▶ **Problem to work on**: Each entry that follows must be output without any deviation.

▶ **Provided data**:

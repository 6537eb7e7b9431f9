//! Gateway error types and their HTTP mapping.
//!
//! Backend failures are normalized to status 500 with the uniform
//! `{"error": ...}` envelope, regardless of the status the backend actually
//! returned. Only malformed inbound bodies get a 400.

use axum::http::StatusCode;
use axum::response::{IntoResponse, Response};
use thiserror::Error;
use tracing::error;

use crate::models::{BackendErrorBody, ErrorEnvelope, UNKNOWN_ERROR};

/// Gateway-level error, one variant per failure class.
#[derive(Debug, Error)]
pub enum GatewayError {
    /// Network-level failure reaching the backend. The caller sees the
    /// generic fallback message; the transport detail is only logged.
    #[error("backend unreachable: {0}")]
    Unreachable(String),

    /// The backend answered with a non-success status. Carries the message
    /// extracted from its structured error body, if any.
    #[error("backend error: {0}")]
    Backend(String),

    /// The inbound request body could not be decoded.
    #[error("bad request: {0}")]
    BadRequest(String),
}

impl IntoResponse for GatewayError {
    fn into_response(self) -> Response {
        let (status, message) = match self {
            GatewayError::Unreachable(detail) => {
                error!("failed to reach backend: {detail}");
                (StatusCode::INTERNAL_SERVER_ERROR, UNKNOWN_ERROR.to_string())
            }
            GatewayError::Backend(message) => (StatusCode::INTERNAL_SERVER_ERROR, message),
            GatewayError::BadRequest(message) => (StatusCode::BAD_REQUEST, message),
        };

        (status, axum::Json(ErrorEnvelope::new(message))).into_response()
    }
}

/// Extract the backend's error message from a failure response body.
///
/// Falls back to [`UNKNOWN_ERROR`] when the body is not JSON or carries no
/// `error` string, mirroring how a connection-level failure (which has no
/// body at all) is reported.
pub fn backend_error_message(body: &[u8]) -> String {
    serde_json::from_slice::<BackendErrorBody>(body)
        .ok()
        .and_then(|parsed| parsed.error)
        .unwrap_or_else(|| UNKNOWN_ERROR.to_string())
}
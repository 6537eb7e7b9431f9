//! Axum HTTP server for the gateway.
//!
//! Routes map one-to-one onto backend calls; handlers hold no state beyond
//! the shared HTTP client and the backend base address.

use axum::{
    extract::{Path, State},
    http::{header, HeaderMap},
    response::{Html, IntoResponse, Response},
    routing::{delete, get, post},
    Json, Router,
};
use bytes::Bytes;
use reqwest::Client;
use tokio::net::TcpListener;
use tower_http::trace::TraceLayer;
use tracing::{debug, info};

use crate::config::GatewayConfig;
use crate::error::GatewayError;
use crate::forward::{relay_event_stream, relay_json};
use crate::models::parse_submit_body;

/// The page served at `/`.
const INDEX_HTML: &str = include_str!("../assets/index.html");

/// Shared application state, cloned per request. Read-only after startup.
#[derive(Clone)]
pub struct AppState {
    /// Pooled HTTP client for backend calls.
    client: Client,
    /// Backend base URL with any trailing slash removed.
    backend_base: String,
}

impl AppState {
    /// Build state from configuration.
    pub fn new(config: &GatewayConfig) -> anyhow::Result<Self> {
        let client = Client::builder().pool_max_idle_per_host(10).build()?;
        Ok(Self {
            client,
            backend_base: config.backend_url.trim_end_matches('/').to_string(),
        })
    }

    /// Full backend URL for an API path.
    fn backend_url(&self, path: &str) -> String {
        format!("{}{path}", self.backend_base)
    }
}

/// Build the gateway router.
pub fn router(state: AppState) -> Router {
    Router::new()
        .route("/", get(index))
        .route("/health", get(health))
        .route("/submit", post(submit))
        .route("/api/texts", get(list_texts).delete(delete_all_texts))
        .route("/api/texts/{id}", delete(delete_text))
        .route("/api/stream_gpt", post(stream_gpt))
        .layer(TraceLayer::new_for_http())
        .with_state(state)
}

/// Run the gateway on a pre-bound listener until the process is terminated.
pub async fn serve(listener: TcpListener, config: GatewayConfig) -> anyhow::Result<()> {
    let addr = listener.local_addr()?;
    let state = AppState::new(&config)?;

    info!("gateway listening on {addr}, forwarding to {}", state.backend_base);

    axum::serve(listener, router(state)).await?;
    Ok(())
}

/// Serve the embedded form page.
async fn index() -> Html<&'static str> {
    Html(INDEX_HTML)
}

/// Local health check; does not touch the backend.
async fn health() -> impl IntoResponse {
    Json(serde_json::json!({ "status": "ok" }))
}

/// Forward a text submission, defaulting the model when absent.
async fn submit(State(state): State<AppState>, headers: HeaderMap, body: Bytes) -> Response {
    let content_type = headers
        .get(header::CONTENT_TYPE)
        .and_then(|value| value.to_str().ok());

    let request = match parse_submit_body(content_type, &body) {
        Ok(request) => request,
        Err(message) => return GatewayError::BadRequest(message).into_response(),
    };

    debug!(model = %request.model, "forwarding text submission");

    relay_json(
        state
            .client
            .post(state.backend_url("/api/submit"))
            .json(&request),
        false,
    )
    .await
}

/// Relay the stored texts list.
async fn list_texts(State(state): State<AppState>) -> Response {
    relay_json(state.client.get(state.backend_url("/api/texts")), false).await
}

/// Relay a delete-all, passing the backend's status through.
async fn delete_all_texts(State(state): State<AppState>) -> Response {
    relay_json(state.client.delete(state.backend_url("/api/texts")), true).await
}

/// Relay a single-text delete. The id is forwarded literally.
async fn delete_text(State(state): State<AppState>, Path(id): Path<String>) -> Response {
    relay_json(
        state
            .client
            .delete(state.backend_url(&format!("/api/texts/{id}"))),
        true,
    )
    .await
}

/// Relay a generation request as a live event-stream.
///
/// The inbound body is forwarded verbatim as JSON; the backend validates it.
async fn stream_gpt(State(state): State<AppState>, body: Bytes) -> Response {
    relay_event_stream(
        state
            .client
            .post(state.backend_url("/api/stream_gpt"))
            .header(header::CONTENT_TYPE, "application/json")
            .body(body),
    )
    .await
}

▶ **Exercise response**:
repository 6537eb7e7b9431f9
//! Gateway error types and their HTTP mapping.
//!
//! Backend failures are normalized to status 500 with the uniform
//! `{"error": ...}` envelope, regardless of the status the backend actually
//! returned. Only malformed inbound bodies get a 400.

use axum::http::StatusCode;
use axum::response::{IntoResponse, Response};
use thiserror::Error;
use tracing::error;

use crate::models::{BackendErrorBody, ErrorEnvelope, UNKNOWN_ERROR};

/// Gateway-level error, one variant per failure class.
#[derive(Debug, Error)]
pub enum GatewayError {
    /// Network-level failure reaching the backend. The caller sees the
    /// generic fallback message; the transport detail is only logged.
    #[error("backend unreachable: {0}")]
    Unreachable(String),

    /// The backend answered with a non-success status. Carries the message
    /// extracted from its structured error body, if any.
    #[error("backend error: {0}")]
    Backend(String),

    /// The inbound request body could not be decoded.
    #[error("bad request: {0}")]
    BadRequest(String),
}

impl IntoResponse for GatewayError {
    fn into_response(self) -> Response {
        let (status, message) = match self {
            GatewayError::Unreachable(detail) => {
                error!("failed to reach backend: {detail}");
                (StatusCode::INTERNAL_SERVER_ERROR, UNKNOWN_ERROR.to_string())
            }
            GatewayError::Backend(message) => (StatusCode::INTERNAL_SERVER_ERROR, message),
            GatewayError::BadRequest(message) => (StatusCode::BAD_REQUEST, message),
        };

        (status, axum::Json(ErrorEnvelope::new(message))).into_response()
    }
}

/// Extract the backend's error message from a failure response body.
///
/// Falls back to [`UNKNOWN_ERROR`] when the body is not JSON or carries no
/// `error` string, mirroring how a connection-level failure (which has no
/// body at all) is reported.
pub fn backend_error_message(body: &[u8]) -> String {
    serde_json::from_slice::<BackendErrorBody>(body)
        .ok()
        .and_then(|parsed| parsed.error)
        .unwrap_or_else(|| UNKNOWN_ERROR.to_string())
}
repository 6537eb7e7b9431f9
//! Axum HTTP server for the gateway.
//!
//! Routes map one-to-one onto backend calls; handlers hold no state beyond
//! the shared HTTP client and the backend base address.

use axum::{
    extract::{Path, State},
    http::{header, HeaderMap},
    response::{Html, IntoResponse, Response},
    routing::{delete, get, post},
    Json, Router,
};
use bytes::Bytes;
use reqwest::Client;
use tokio::net::TcpListener;
use tower_http::trace::TraceLayer;
use tracing::{debug, info};

use crate::config::GatewayConfig;
use crate::error::GatewayError;
use crate::forward::{relay_event_stream, relay_json};
use crate::models::parse_submit_body;

/// The page served at `/`.
const INDEX_HTML: &str = include_str!("../assets/index.html");

/// Shared application state, cloned per request. Read-only after startup.
#[derive(Clone)]
pub struct AppState {
    /// Pooled HTTP client for backend calls.
    client: Client,
    /// Backend base URL with any trailing slash removed.
    backend_base: String,
}

impl AppState {
    /// Build state from configuration.
    pub fn new(config: &GatewayConfig) -> anyhow::Result<Self> {
        let client = Client::builder().pool_max_idle_per_host(10).build()?;
        Ok(Self {
            client,
            backend_base: config.backend_url.trim_end_matches('/').to_string(),
        })
    }

    /// Full backend URL for an API path.
    fn backend_url(&self, path: &str) -> String {
        format!("{}{path}", self.backend_base)
    }
}

/// Build the gateway router.
pub fn router(state: AppState) -> Router {
    Router::new()
        .route("/", get(index))
        .route("/health", get(health))
        .route("/submit", post(submit))
        .route("/api/texts", get(list_texts).delete(delete_all_texts))
        .route("/api/texts/{id}", delete(delete_text))
        .route("/api/stream_gpt", post(stream_gpt))
        .layer(TraceLayer::new_for_http())
        .with_state(state)
}

/// Run the gateway on a pre-bound listener until the process is terminated.
pub async fn serve(listener: TcpListener, config: GatewayConfig) -> anyhow::Result<()> {
    let addr = listener.local_addr()?;
    let state = AppState::new(&config)?;

    info!("gateway listening on {addr}, forwarding to {}", state.backend_base);

    axum::serve(listener, router(state)).await?;
    Ok(())
}

/// Serve the embedded form page.
async fn index() -> Html<&'static str> {
    Html(INDEX_HTML)
}

/// Local health check; does not touch the backend.
async fn health() -> impl IntoResponse {
    Json(serde_json::json!({ "status": "ok" }))
}

/// Forward a text submission, defaulting the model when absent.
async fn submit(State(state): State<AppState>, headers: HeaderMap, body: Bytes) -> Response {
    let content_type = headers
        .get(header::CONTENT_TYPE)
        .and_then(|value| value.to_str().ok());

    let request = match parse_submit_body(content_type, &body) {
        Ok(request) => request,
        Err(message) => return GatewayError::BadRequest(message).into_response(),
    };

    debug!(model = %request.model, "forwarding text submission");

    relay_json(
        state
            .client
            .post(state.backend_url("/api/submit"))
            .json(&request),
        false,
    )
    .await
}

/// Relay the stored texts list.
async fn list_texts(State(state): State<AppState>) -> Response {
    relay_json(state.client.get(state.backend_url("/api/texts")), false).await
}

/// Relay a delete-all, passing the backend's status through.
async fn delete_all_texts(State(state): State<AppState>) -> Response {
    relay_json(state.client.delete(state.backend_url("/api/texts")), true).await
}

/// Relay a single-text delete. The id is forwarded literally.
async fn delete_text(State(state): State<AppState>, Path(id): Path<String>) -> Response {
    relay_json(
        state
            .client
            .delete(state.backend_url(&format!("/api/texts/{id}"))),
        true,
    )
    .await
}

/// Relay a generation request as a live event-stream.
///
/// The inbound body is forwarded verbatim as JSON; the backend validates it.
async fn stream_gpt(State(state): State<AppState>, body: Bytes) -> Response {
    relay_event_stream(
        state
            .client
            .post(state.backend_url("/api/stream_gpt"))
            .header(header::CONTENT_TYPE, "application/json")
            .body(body),
    )
    .await
}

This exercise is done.